Tuesday, July 16, 2013

Bring It

This post has been a week in the making. My mental state has been all over the place. I'll try and summarize it all here.

First let's get to the perfunctory information:  Last Friday was my monthly visit with Dr Berenson. All is good. My numbers are holding steady. 24 hour protein is as low as it has been, 1080. The paraprotein, the bad myeloma-produced protein, is 53% of the total. Do the math and we have a real good number. Blood counts have been low, not unusual. Creatinin still moves around 3.6 and 3.8. Not bad, but I'm still looking for a lower number.

I did mention to the doctor that I'm experiencing a harder crash lately from the dex. I take a second steroid, Medrol, at home, but he has me off it 2 days before and after the dex. The goal is to not get too wired on steroids. Because of the crash, we'll now ease back onto Medrol sooner. We'll see how that works.  Nonetheless Dr B is real happy. I'm real happy. We all are real happy. 

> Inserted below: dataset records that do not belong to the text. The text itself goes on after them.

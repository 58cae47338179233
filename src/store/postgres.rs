use std::collections::HashMap;

use async_trait::async_trait;
use sqlx::{postgres::PgRow, FromRow, PgPool, Postgres, QueryBuilder};
use uuid::Uuid;

use super::{ListQuery, Listed, Store, StoreError};
use crate::db::models::{
    Hydroponics, HydroponicsChanges, NewHydroponics, NewSensorReading, NewUser, SensorReading,
    SensorReadingChanges, User, UserChanges,
};

// Column lists and joins shared by every query on a resource. Aliases must
// match the column expressions in `filter::sets`. Writes select back out of
// their CTE under the same alias, since the joined table would not see the
// new row within the same statement.

const USER_COLUMNS: &str = "u.id, u.username, u.date_joined";
const USER_FROM: &str = "users u";

const SYSTEM_COLUMNS: &str = "h.id, h.created, h.name, h.owner_id, u.username AS owner_username";
const SYSTEM_FROM: &str = "hydroponics h JOIN users u ON u.id = h.owner_id";

const READING_COLUMNS: &str = "r.id, r.created, r.hydroponics_id, h.owner_id, \
     h.name AS hydroponics_name, r.ph, r.temperature, r.tds";
const READING_FROM: &str = "sensor_reading r JOIN hydroponics h ON h.id = r.hydroponics_id";

#[derive(Debug, Clone)]
pub struct PgStore {
    pool: PgPool,
}

impl PgStore {
    pub fn new(pool: PgPool) -> Self {
        Self { pool }
    }

    async fn fetch_list<T>(
        &self,
        columns: &str,
        from: &str,
        query: &ListQuery,
    ) -> Result<Listed<T>, StoreError>
    where
        T: for<'r> FromRow<'r, PgRow> + Send + Unpin,
    {
        let mut select =
            QueryBuilder::<Postgres>::new(format!("SELECT {columns} FROM {from} WHERE TRUE"));
        query.predicate.push_sql(&mut select);
        query.order_by.push_sql(&mut select);
        select
            .push(" LIMIT ")
            .push_bind(clamp(query.limit))
            .push(" OFFSET ")
            .push_bind(clamp(query.offset));
        let items = select.build_query_as::<T>().fetch_all(&self.pool).await?;

        let mut count =
            QueryBuilder::<Postgres>::new(format!("SELECT COUNT(*) FROM {from} WHERE TRUE"));
        query.predicate.push_sql(&mut count);
        let total = count.build_query_scalar::<i64>().fetch_one(&self.pool).await?;

        Ok(Listed {
            items,
            total: total.max(0) as u64,
        })
    }

    async fn fetch_by_id<T>(
        &self,
        columns: &str,
        from: &str,
        id_column: &str,
        id: i64,
    ) -> Result<Option<T>, StoreError>
    where
        T: for<'r> FromRow<'r, PgRow> + Send + Unpin,
    {
        let sql = format!("SELECT {columns} FROM {from} WHERE {id_column} = $1");
        let row = sqlx::query_as::<_, T>(&sql)
            .bind(id)
            .fetch_optional(&self.pool)
            .await?;
        Ok(row)
    }
}

fn clamp(n: u64) -> i64 {
    i64::try_from(n).unwrap_or(i64::MAX)
}

/// Maps constraint violations onto the store's integrity errors.
fn integrity(err: sqlx::Error, field: &'static str) -> StoreError {
    if let sqlx::Error::Database(db) = &err {
        if db.is_unique_violation() {
            return StoreError::Conflict { field };
        }
        if db.is_foreign_key_violation() {
            return StoreError::MissingParent { field };
        }
    }
    StoreError::Database(err)
}

#[async_trait]
impl Store for PgStore {
    // -- users -------------------------------------------------------------

    async fn list_users(&self, query: &ListQuery) -> Result<Listed<User>, StoreError> {
        self.fetch_list(USER_COLUMNS, USER_FROM, query).await
    }

    async fn get_user(&self, id: i64) -> Result<Option<User>, StoreError> {
        self.fetch_by_id(USER_COLUMNS, USER_FROM, "u.id", id).await
    }

    async fn find_credentials(
        &self,
        username: &str,
    ) -> Result<Option<(User, String)>, StoreError> {
        let row: Option<(i64, String, chrono::DateTime<chrono::Utc>, String)> = sqlx::query_as(
            "SELECT id, username, date_joined, password_hash FROM users WHERE username = $1",
        )
        .bind(username)
        .fetch_optional(&self.pool)
        .await?;

        Ok(row.map(|(id, username, date_joined, hash)| {
            (
                User {
                    id,
                    username,
                    date_joined,
                },
                hash,
            )
        }))
    }

    async fn create_user(&self, new: NewUser) -> Result<User, StoreError> {
        sqlx::query_as::<_, User>(
            "INSERT INTO users (username, password_hash) VALUES ($1, $2) \
             RETURNING id, username, date_joined",
        )
        .bind(new.username)
        .bind(new.password_hash)
        .fetch_one(&self.pool)
        .await
        .map_err(|e| integrity(e, "username"))
    }

    async fn update_user(&self, id: i64, changes: UserChanges) -> Result<Option<User>, StoreError> {
        sqlx::query_as::<_, User>(
            "UPDATE users SET username = COALESCE($2, username) WHERE id = $1 \
             RETURNING id, username, date_joined",
        )
        .bind(id)
        .bind(changes.username)
        .fetch_optional(&self.pool)
        .await
        .map_err(|e| integrity(e, "username"))
    }

    async fn delete_user(&self, id: i64) -> Result<bool, StoreError> {
        let result = sqlx::query("DELETE FROM users WHERE id = $1")
            .bind(id)
            .execute(&self.pool)
            .await?;
        Ok(result.rows_affected() > 0)
    }

    async fn system_ids_by_owner(
        &self,
        owner_ids: &[i64],
    ) -> Result<HashMap<i64, Vec<i64>>, StoreError> {
        let rows: Vec<(i64, i64)> = sqlx::query_as(
            "SELECT owner_id, id FROM hydroponics WHERE owner_id = ANY($1) ORDER BY owner_id, id",
        )
        .bind(owner_ids.to_vec())
        .fetch_all(&self.pool)
        .await?;

        let mut out: HashMap<i64, Vec<i64>> = HashMap::new();
        for (owner_id, id) in rows {
            out.entry(owner_id).or_default().push(id);
        }
        Ok(out)
    }

    // -- sessions ----------------------------------------------------------

    async fn create_session(&self, user_id: i64) -> Result<Uuid, StoreError> {
        let token = Uuid::new_v4();
        sqlx::query("INSERT INTO sessions (token, user_id) VALUES ($1, $2)")
            .bind(token)
            .bind(user_id)
            .execute(&self.pool)
            .await
            .map_err(|e| integrity(e, "user"))?;
        Ok(token)
    }

    async fn session_user(&self, token: Uuid) -> Result<Option<User>, StoreError> {
        let user = sqlx::query_as::<_, User>(
            "SELECT u.id, u.username, u.date_joined \
             FROM sessions s JOIN users u ON u.id = s.user_id \
             WHERE s.token = $1",
        )
        .bind(token)
        .fetch_optional(&self.pool)
        .await?;
        Ok(user)
    }

    async fn delete_session(&self, token: Uuid) -> Result<bool, StoreError> {
        let result = sqlx::query("DELETE FROM sessions WHERE token = $1")
            .bind(token)
            .execute(&self.pool)
            .await?;
        Ok(result.rows_affected() > 0)
    }

    // -- hydroponic systems ------------------------------------------------

    async fn list_hydroponics(
        &self,
        query: &ListQuery,
    ) -> Result<Listed<Hydroponics>, StoreError> {
        self.fetch_list(SYSTEM_COLUMNS, SYSTEM_FROM, query).await
    }

    async fn get_hydroponics(&self, id: i64) -> Result<Option<Hydroponics>, StoreError> {
        self.fetch_by_id(SYSTEM_COLUMNS, SYSTEM_FROM, "h.id", id).await
    }

    async fn create_hydroponics(&self, new: NewHydroponics) -> Result<Hydroponics, StoreError> {
        let sql = format!(
            "WITH h AS (INSERT INTO hydroponics (owner_id, name) VALUES ($1, $2) RETURNING *) \
             SELECT {SYSTEM_COLUMNS} FROM h JOIN users u ON u.id = h.owner_id"
        );
        sqlx::query_as::<_, Hydroponics>(&sql)
            .bind(new.owner_id)
            .bind(new.name)
            .fetch_one(&self.pool)
            .await
            .map_err(|e| integrity(e, "owner"))
    }

    async fn update_hydroponics(
        &self,
        id: i64,
        changes: HydroponicsChanges,
    ) -> Result<Option<Hydroponics>, StoreError> {
        let sql = format!(
            "WITH h AS (UPDATE hydroponics SET name = COALESCE($2, name) WHERE id = $1 RETURNING *) \
             SELECT {SYSTEM_COLUMNS} FROM h JOIN users u ON u.id = h.owner_id"
        );
        let system = sqlx::query_as::<_, Hydroponics>(&sql)
            .bind(id)
            .bind(changes.name)
            .fetch_optional(&self.pool)
            .await?;
        Ok(system)
    }

    async fn delete_hydroponics(&self, id: i64) -> Result<bool, StoreError> {
        let result = sqlx::query("DELETE FROM hydroponics WHERE id = $1")
            .bind(id)
            .execute(&self.pool)
            .await?;
        Ok(result.rows_affected() > 0)
    }

    async fn recent_reading_ids(
        &self,
        system_ids: &[i64],
        limit: u64,
    ) -> Result<HashMap<i64, Vec<i64>>, StoreError> {
        let rows: Vec<(i64, i64)> = sqlx::query_as(
            r#"
            SELECT hydroponics_id, id
            FROM (
                SELECT hydroponics_id, id,
                       row_number() OVER (
                           PARTITION BY hydroponics_id
                           ORDER BY created DESC, id DESC
                       ) AS rn
                FROM sensor_reading
                WHERE hydroponics_id = ANY($1)
            ) ranked
            WHERE rn <= $2
            ORDER BY hydroponics_id, rn
            "#,
        )
        .bind(system_ids.to_vec())
        .bind(clamp(limit))
        .fetch_all(&self.pool)
        .await?;

        let mut out: HashMap<i64, Vec<i64>> = HashMap::new();
        for (system_id, id) in rows {
            out.entry(system_id).or_default().push(id);
        }
        Ok(out)
    }

    // -- sensor readings ---------------------------------------------------

    async fn list_readings(&self, query: &ListQuery) -> Result<Listed<SensorReading>, StoreError> {
        self.fetch_list(READING_COLUMNS, READING_FROM, query).await
    }

    async fn get_reading(&self, id: i64) -> Result<Option<SensorReading>, StoreError> {
        self.fetch_by_id(READING_COLUMNS, READING_FROM, "r.id", id).await
    }

    async fn create_reading(&self, new: NewSensorReading) -> Result<SensorReading, StoreError> {
        let sql = format!(
            "WITH r AS (\
                 INSERT INTO sensor_reading (hydroponics_id, ph, temperature, tds) \
                 VALUES ($1, $2, $3, $4) RETURNING *\
             ) \
             SELECT {READING_COLUMNS} FROM r JOIN hydroponics h ON h.id = r.hydroponics_id"
        );
        sqlx::query_as::<_, SensorReading>(&sql)
            .bind(new.hydroponics_id)
            .bind(new.ph)
            .bind(new.temperature)
            .bind(new.tds)
            .fetch_one(&self.pool)
            .await
            .map_err(|e| integrity(e, "hydroponics"))
    }

    async fn update_reading(
        &self,
        id: i64,
        changes: SensorReadingChanges,
    ) -> Result<Option<SensorReading>, StoreError> {
        let sql = format!(
            "WITH r AS (\
                 UPDATE sensor_reading SET \
                     ph          = CASE WHEN $2 THEN $3 ELSE ph END, \
                     temperature = CASE WHEN $4 THEN $5 ELSE temperature END, \
                     tds         = CASE WHEN $6 THEN $7 ELSE tds END \
                 WHERE id = $1 RETURNING *\
             ) \
             SELECT {READING_COLUMNS} FROM r JOIN hydroponics h ON h.id = r.hydroponics_id"
        );
        let reading = sqlx::query_as::<_, SensorReading>(&sql)
            .bind(id)
            .bind(changes.ph.is_some())
            .bind(changes.ph.flatten())
            .bind(changes.temperature.is_some())
            .bind(changes.temperature.flatten())
            .bind(changes.tds.is_some())
            .bind(changes.tds.flatten())
            .fetch_optional(&self.pool)
            .await?;
        Ok(reading)
    }

    async fn delete_reading(&self, id: i64) -> Result<bool, StoreError> {
        let result = sqlx::query("DELETE FROM sensor_reading WHERE id = $1")
            .bind(id)
            .execute(&self.pool)
            .await?;
        Ok(result.rows_affected() > 0)
    }
}

// ---------------------------------------------------------------------------
// Tests (need a Postgres instance: DATABASE_URL=... cargo test -- --ignored)
// ---------------------------------------------------------------------------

I also saw the kidney doctor, Levine.  I visit him once every 2 or 3 months.  He's also happy. He's also the doctor who a few months ago told me to lose weight. I don't think he remembers. I reminded him and said I followed his instructions.

Let's talk about my drive home from Berenson. Typically Leslie comes with me Dr B. She couldn't last week, because we had a broken water pipe under the master bedroom. Water. We had a lake under our house. So last Friday she stayed home to deal with plumbers, demo contractors for the water damaged floors and walls, and insurance. Driving home from Berenson, I actually didn't know the extent of the damage yet.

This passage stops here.